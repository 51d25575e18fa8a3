mod local;
pub mod query;

use crate::error::{AppError, AppResult};
use crate::reminder::Reminder;
use chrono::{NaiveDate, NaiveDateTime, NaiveTime};
use fs2::FileExt;
use local::ReminderFile;
use std::fs::{self, OpenOptions};
use std::path::PathBuf;

pub use query::{DateRange, DueWindow, ListFilter, Status};

/// Fields of a stored reminder that may change after creation
#[derive(Debug, Clone, Copy, Default, PartialEq, Eq)]
pub struct ReminderPatch {
    pub scheduled_date: Option<NaiveDate>,
    pub scheduled_time: Option<NaiveTime>,
    pub completed: Option<bool>,
    pub notified: Option<bool>,
}

impl ReminderPatch {
    /// The occurrence fired and nothing follows it.
    pub fn finished() -> Self {
        Self {
            completed: Some(true),
            notified: Some(true),
            ..Default::default()
        }
    }

    /// Move a recurring reminder to its next occurrence.
    pub fn rescheduled(date: NaiveDate, time: NaiveTime) -> Self {
        Self {
            scheduled_date: Some(date),
            scheduled_time: Some(time),
            notified: Some(false),
            ..Default::default()
        }
    }

    pub fn mark_completed() -> Self {
        Self {
            completed: Some(true),
            ..Default::default()
        }
    }

    pub fn apply(&self, reminder: &mut Reminder) {
        if let Some(date) = self.scheduled_date {
            reminder.scheduled_date = date;
        }
        if let Some(time) = self.scheduled_time {
            reminder.scheduled_time = time;
        }
        if let Some(completed) = self.completed {
            reminder.completed = completed;
        }
        if let Some(notified) = self.notified {
            reminder.notified = notified;
        }
    }
}

/// Record store for reminders.
///
/// `list` and `list_due` return reminders ordered by their due timestamp.
pub trait ReminderStore {
    /// Persist a new reminder and return its assigned id.
    fn insert(&mut self, reminder: Reminder) -> AppResult<i64>;

    fn get(&self, id: i64) -> AppResult<Reminder>;

    /// Pending reminders due at or before `as_of`.
    fn list_due(&self, as_of: NaiveDateTime) -> AppResult<Vec<Reminder>>;

    fn update(&mut self, id: i64, patch: &ReminderPatch) -> AppResult<Reminder>;

    fn delete(&mut self, id: i64) -> AppResult<()>;

    fn list(&self, filter: &ListFilter) -> AppResult<Vec<Reminder>>;

    /// Manually mark a pending reminder as done.
    fn complete(&mut self, id: i64) -> AppResult<Reminder> {
        if self.get(id)?.completed {
            return Err(AppError::validation(
                "Cannot mark completed reminders as complete.",
            ));
        }
        self.update(id, &ReminderPatch::mark_completed())
    }
}

fn sort_by_due(reminders: &mut [Reminder]) {
    reminders.sort_by(|a, b| a.due_at().cmp(&b.due_at()).then(a.id.cmp(&b.id)));
}

/// Reminder store persisted as a JSON file in the app data directory.
///
/// Nothing is cached between calls: every read loads the file and every
/// write reloads it before applying the change, so a long-running `run` loop
/// sees reminders added or removed by other invocations of the CLI.
pub struct Storage {
    data_path: PathBuf,
}

impl Storage {
    /// Open (or create) the data file at `data_path`.
    pub fn open(data_path: impl Into<PathBuf>) -> AppResult<Self> {
        let data_path = data_path.into();
        if let Some(dir) = data_path.parent() {
            fs::create_dir_all(dir)?;
        }

        let data = local::load_local(&data_path)?;
        log::info!(
            "Loaded {} pending, {} completed reminders from {}",
            data.pending.len(),
            data.completed.len(),
            data_path.display()
        );

        Ok(Self { data_path })
    }

    fn load(&self) -> AppResult<ReminderFile> {
        local::load_local(&self.data_path)
    }

    /// Apply `change` to the current file contents and write them back while
    /// holding an exclusive lock on `<data file>.lock`. Nothing is written when
    /// `change` fails.
    fn commit<T>(&self, change: impl FnOnce(&mut ReminderFile) -> AppResult<T>) -> AppResult<T> {
        let lock = OpenOptions::new()
            .create(true)
            .truncate(false)
            .write(true)
            .open(self.data_path.with_extension("json.lock"))?;
        lock.lock_exclusive()?;

        let result = self.load().and_then(|mut data| {
            let value = change(&mut data)?;
            local::save_local(&self.data_path, &data)?;
            Ok(value)
        });

        if let Err(e) = lock.unlock() {
            log::warn!("Failed to release lock on {}: {}", self.data_path.display(), e);
        }
        result
    }
}

impl ReminderStore for Storage {
    fn insert(&mut self, mut reminder: Reminder) -> AppResult<i64> {
        let id = self.commit(move |data| {
            reminder.id = data.next_id();
            let id = reminder.id;
            if reminder.completed {
                data.completed.push(reminder);
            } else {
                data.pending.push(reminder);
            }
            Ok(id)
        })?;

        log::debug!("Inserted reminder {}", id);
        Ok(id)
    }

    fn get(&self, id: i64) -> AppResult<Reminder> {
        self.load()?
            .find(id)
            .cloned()
            .ok_or_else(|| AppError::not_found(id))
    }

    fn list_due(&self, as_of: NaiveDateTime) -> AppResult<Vec<Reminder>> {
        let mut due: Vec<Reminder> = self
            .load()?
            .pending
            .into_iter()
            .filter(|r| r.is_due(as_of))
            .collect();
        sort_by_due(&mut due);
        Ok(due)
    }

    fn update(&mut self, id: i64, patch: &ReminderPatch) -> AppResult<Reminder> {
        self.commit(|data| {
            let mut reminder = if let Some(pos) = data.pending.iter().position(|r| r.id == id) {
                data.pending.remove(pos)
            } else if let Some(pos) = data.completed.iter().position(|r| r.id == id) {
                data.completed.remove(pos)
            } else {
                return Err(AppError::not_found(id));
            };

            patch.apply(&mut reminder);
            let updated = reminder.clone();
            if reminder.completed {
                data.completed.push(reminder);
            } else {
                data.pending.push(reminder);
            }
            Ok(updated)
        })
    }

    fn delete(&mut self, id: i64) -> AppResult<()> {
        self.commit(|data| {
            if data.find(id).is_none() {
                return Err(AppError::not_found(id));
            }
            data.pending.retain(|r| r.id != id);
            data.completed.retain(|r| r.id != id);
            Ok(())
        })
    }

    fn list(&self, filter: &ListFilter) -> AppResult<Vec<Reminder>> {
        let data = self.load()?;
        let source = match filter.status {
            Status::Pending => data.pending,
            Status::Completed => data.completed,
        };

        let mut reminders: Vec<Reminder> =
            source.into_iter().filter(|r| filter.matches(r)).collect();
        sort_by_due(&mut reminders);
        Ok(reminders)
    }
}

#[cfg(test)]
mod tests {
    use super::*;
    use crate::config::DATA_FILE_NAME;

    fn date(y: i32, m: u32, d: u32) -> NaiveDate {
        NaiveDate::from_ymd_opt(y, m, d).unwrap()
    }

    fn time(h: u32, m: u32) -> NaiveTime {
        NaiveTime::from_hms_opt(h, m, 0).unwrap()
    }

    fn reminder(task: &str, d: NaiveDate, t: NaiveTime) -> Reminder {
        Reminder::new(task.to_string(), d, t)
    }

    fn open_temp() -> (tempfile::TempDir, Storage) {
        let dir = tempfile::tempdir().unwrap();
        let storage = Storage::open(dir.path().join(DATA_FILE_NAME)).unwrap();
        (dir, storage)
    }

    #[test]
    fn test_insert_assigns_sequential_ids() {
        let (_dir, mut storage) = open_temp();

        let a = storage.insert(reminder("A", date(2024, 1, 1), time(9, 0))).unwrap();
        let b = storage.insert(reminder("B", date(2024, 1, 2), time(9, 0))).unwrap();

        assert_eq!(a, 1);
        assert_eq!(b, 2);
        assert_eq!(storage.get(b).unwrap().task, "B");
    }

    #[test]
    fn test_list_due_orders_by_timestamp_and_skips_future() {
        let (_dir, mut storage) = open_temp();
        storage.insert(reminder("late", date(2024, 3, 1), time(10, 0))).unwrap();
        storage.insert(reminder("early", date(2024, 2, 28), time(23, 0))).unwrap();
        storage.insert(reminder("same day", date(2024, 3, 1), time(8, 0))).unwrap();
        storage.insert(reminder("future", date(2024, 3, 1), time(12, 0))).unwrap();

        let due = storage.list_due(date(2024, 3, 1).and_time(time(10, 0))).unwrap();
        let tasks: Vec<&str> = due.iter().map(|r| r.task.as_str()).collect();

        assert_eq!(tasks, vec!["early", "same day", "late"]);
    }

    #[test]
    fn test_completed_reminders_are_never_due() {
        let (_dir, mut storage) = open_temp();
        let id = storage.insert(reminder("done", date(2024, 1, 1), time(9, 0))).unwrap();
        storage.update(id, &ReminderPatch::finished()).unwrap();

        let due = storage.list_due(date(2030, 1, 1).and_time(time(0, 0))).unwrap();
        assert!(due.is_empty());

        let completed = storage.list(&ListFilter::completed()).unwrap();
        assert_eq!(completed.len(), 1);
        assert!(completed[0].completed && completed[0].notified);
    }

    #[test]
    fn test_update_reschedules_in_place() {
        let (_dir, mut storage) = open_temp();
        let id = storage.insert(reminder("shake", date(2024, 1, 31), time(9, 0))).unwrap();
        storage
            .update(id, &ReminderPatch { notified: Some(true), ..Default::default() })
            .unwrap();

        let updated = storage
            .update(id, &ReminderPatch::rescheduled(date(2024, 2, 29), time(9, 0)))
            .unwrap();

        assert_eq!(updated.scheduled_date, date(2024, 2, 29));
        assert!(!updated.notified);
        assert!(!updated.completed);
        assert_eq!(storage.list(&ListFilter::pending()).unwrap().len(), 1);
    }

    #[test]
    fn test_manual_complete_and_double_complete() {
        let (_dir, mut storage) = open_temp();
        let id = storage.insert(reminder("mist tub", date(2024, 1, 1), time(9, 0))).unwrap();

        let done = storage.complete(id).unwrap();
        assert!(done.completed);

        let err = storage.complete(id).unwrap_err();
        assert!(matches!(err, AppError::Validation(_)));
    }

    #[test]
    fn test_unknown_ids_are_not_found() {
        let (_dir, mut storage) = open_temp();

        assert!(matches!(storage.get(42), Err(AppError::NotFound(42))));
        assert!(matches!(storage.delete(42), Err(AppError::NotFound(42))));
        assert!(matches!(
            storage.update(42, &ReminderPatch::finished()),
            Err(AppError::NotFound(42))
        ));
        assert!(matches!(storage.complete(42), Err(AppError::NotFound(42))));
    }

    #[test]
    fn test_delete_removes_from_either_list() {
        let (_dir, mut storage) = open_temp();
        let a = storage.insert(reminder("A", date(2024, 1, 1), time(9, 0))).unwrap();
        let b = storage.insert(reminder("B", date(2024, 1, 1), time(9, 0))).unwrap();
        storage.complete(b).unwrap();

        storage.delete(a).unwrap();
        storage.delete(b).unwrap();

        assert!(storage.list(&ListFilter::pending()).unwrap().is_empty());
        assert!(storage.list(&ListFilter::completed()).unwrap().is_empty());
    }

    #[test]
    fn test_list_with_date_range() {
        let (_dir, mut storage) = open_temp();
        storage.insert(reminder("mon", date(2024, 3, 11), time(9, 0))).unwrap();
        storage.insert(reminder("next mon", date(2024, 3, 18), time(9, 0))).unwrap();

        let filter = ListFilter::pending().within(DueWindow::ThisWeek.range(date(2024, 3, 13)));
        let listed = storage.list(&filter).unwrap();

        assert_eq!(listed.len(), 1);
        assert_eq!(listed[0].task, "mon");
    }

    #[test]
    fn test_reopen_reads_saved_data() {
        let dir = tempfile::tempdir().unwrap();
        let path = dir.path().join(DATA_FILE_NAME);

        let id = {
            let mut storage = Storage::open(&path).unwrap();
            storage.insert(reminder("persist me", date(2024, 6, 1), time(6, 0))).unwrap()
        };

        let storage = Storage::open(&path).unwrap();
        assert_eq!(storage.get(id).unwrap().task, "persist me");
    }

    #[test]
    fn test_handles_see_each_others_writes() {
        let dir = tempfile::tempdir().unwrap();
        let path = dir.path().join(DATA_FILE_NAME);
        let mut first = Storage::open(&path).unwrap();
        let mut second = Storage::open(&path).unwrap();

        let a = first.insert(reminder("A", date(2024, 1, 1), time(9, 0))).unwrap();
        let b = second.insert(reminder("B", date(2024, 1, 2), time(9, 0))).unwrap();
        assert_eq!(b, a + 1);

        first.complete(b).unwrap();
        second.delete(a).unwrap();

        assert!(first.list(&ListFilter::pending()).unwrap().is_empty());
        assert!(matches!(first.get(a), Err(AppError::NotFound(_))));
        assert!(second.get(b).unwrap().completed);
    }

    #[test]
    fn test_concurrent_writers_keep_every_record() {
        let dir = tempfile::tempdir().unwrap();
        let path = dir.path().join(DATA_FILE_NAME);

        let workers: Vec<_> = (0..4)
            .map(|worker| {
                let path = path.clone();
                std::thread::spawn(move || {
                    let mut storage = Storage::open(&path).unwrap();
                    for n in 0..5 {
                        let task = format!("jar {}-{}", worker, n);
                        storage.insert(reminder(&task, date(2024, 1, 1), time(9, 0))).unwrap();
                    }
                })
            })
            .collect();
        for worker in workers {
            worker.join().unwrap();
        }

        let storage = Storage::open(&path).unwrap();
        let mut ids: Vec<i64> = storage
            .list(&ListFilter::pending())
            .unwrap()
            .iter()
            .map(|r| r.id)
            .collect();
        ids.sort();
        assert_eq!(ids, (1..=20).collect::<Vec<i64>>());
    }

    #[test]
    fn test_failed_save_leaves_data_unchanged() {
        let dir = tempfile::tempdir().unwrap();
        let path = dir.path().join(DATA_FILE_NAME);
        let mut storage = Storage::open(&path).unwrap();
        let id = storage.insert(reminder("A", date(2024, 1, 1), time(9, 0))).unwrap();

        // A directory in place of the temp file makes the write fail.
        fs::create_dir_all(path.with_extension("json.tmp")).unwrap();

        let err = storage.update(id, &ReminderPatch::finished()).unwrap_err();
        assert!(matches!(err, AppError::Storage(_)));
        assert!(!storage.get(id).unwrap().completed);
    }
}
- - -
- **Goal of the exercise**: Copy, exactly and only, the lines above that begin with the one containing "pub fn finished()" and finish with the one containing "fn insert(&mut self, reminder: Reminder)".

- **Solution**:
    pub fn finished() -> Self {
        Self {
            completed: Some(true),
            notified: Some(true),
            ..Default::default()
        }
    }

    /// Move a recurring reminder to its next occurrence.
    pub fn rescheduled(date: NaiveDate, time: NaiveTime) -> Self {
        Self {
            scheduled_date: Some(date),
            scheduled_time: Some(time),
            notified: Some(false),
            ..Default::default()
        }
    }

    pub fn mark_completed() -> Self {
        Self {
            completed: Some(true),
            ..Default::default()
        }
    }

    pub fn apply(&self, reminder: &mut Reminder) {
        if let Some(date) = self.scheduled_date {
            reminder.scheduled_date = date;
        }
        if let Some(time) = self.scheduled_time {
            reminder.scheduled_time = time;
        }
        if let Some(completed) = self.completed {
            reminder.completed = completed;
        }
        if let Some(notified) = self.notified {
            reminder.notified = notified;
        }
    }
}

/// Record store for reminders.
///
/// `list` and `list_due` return reminders ordered by their due timestamp.
pub trait ReminderStore {
    /// Persist a new reminder and return its assigned id.
    fn insert(&mut self, reminder: Reminder) -> AppResult<i64>;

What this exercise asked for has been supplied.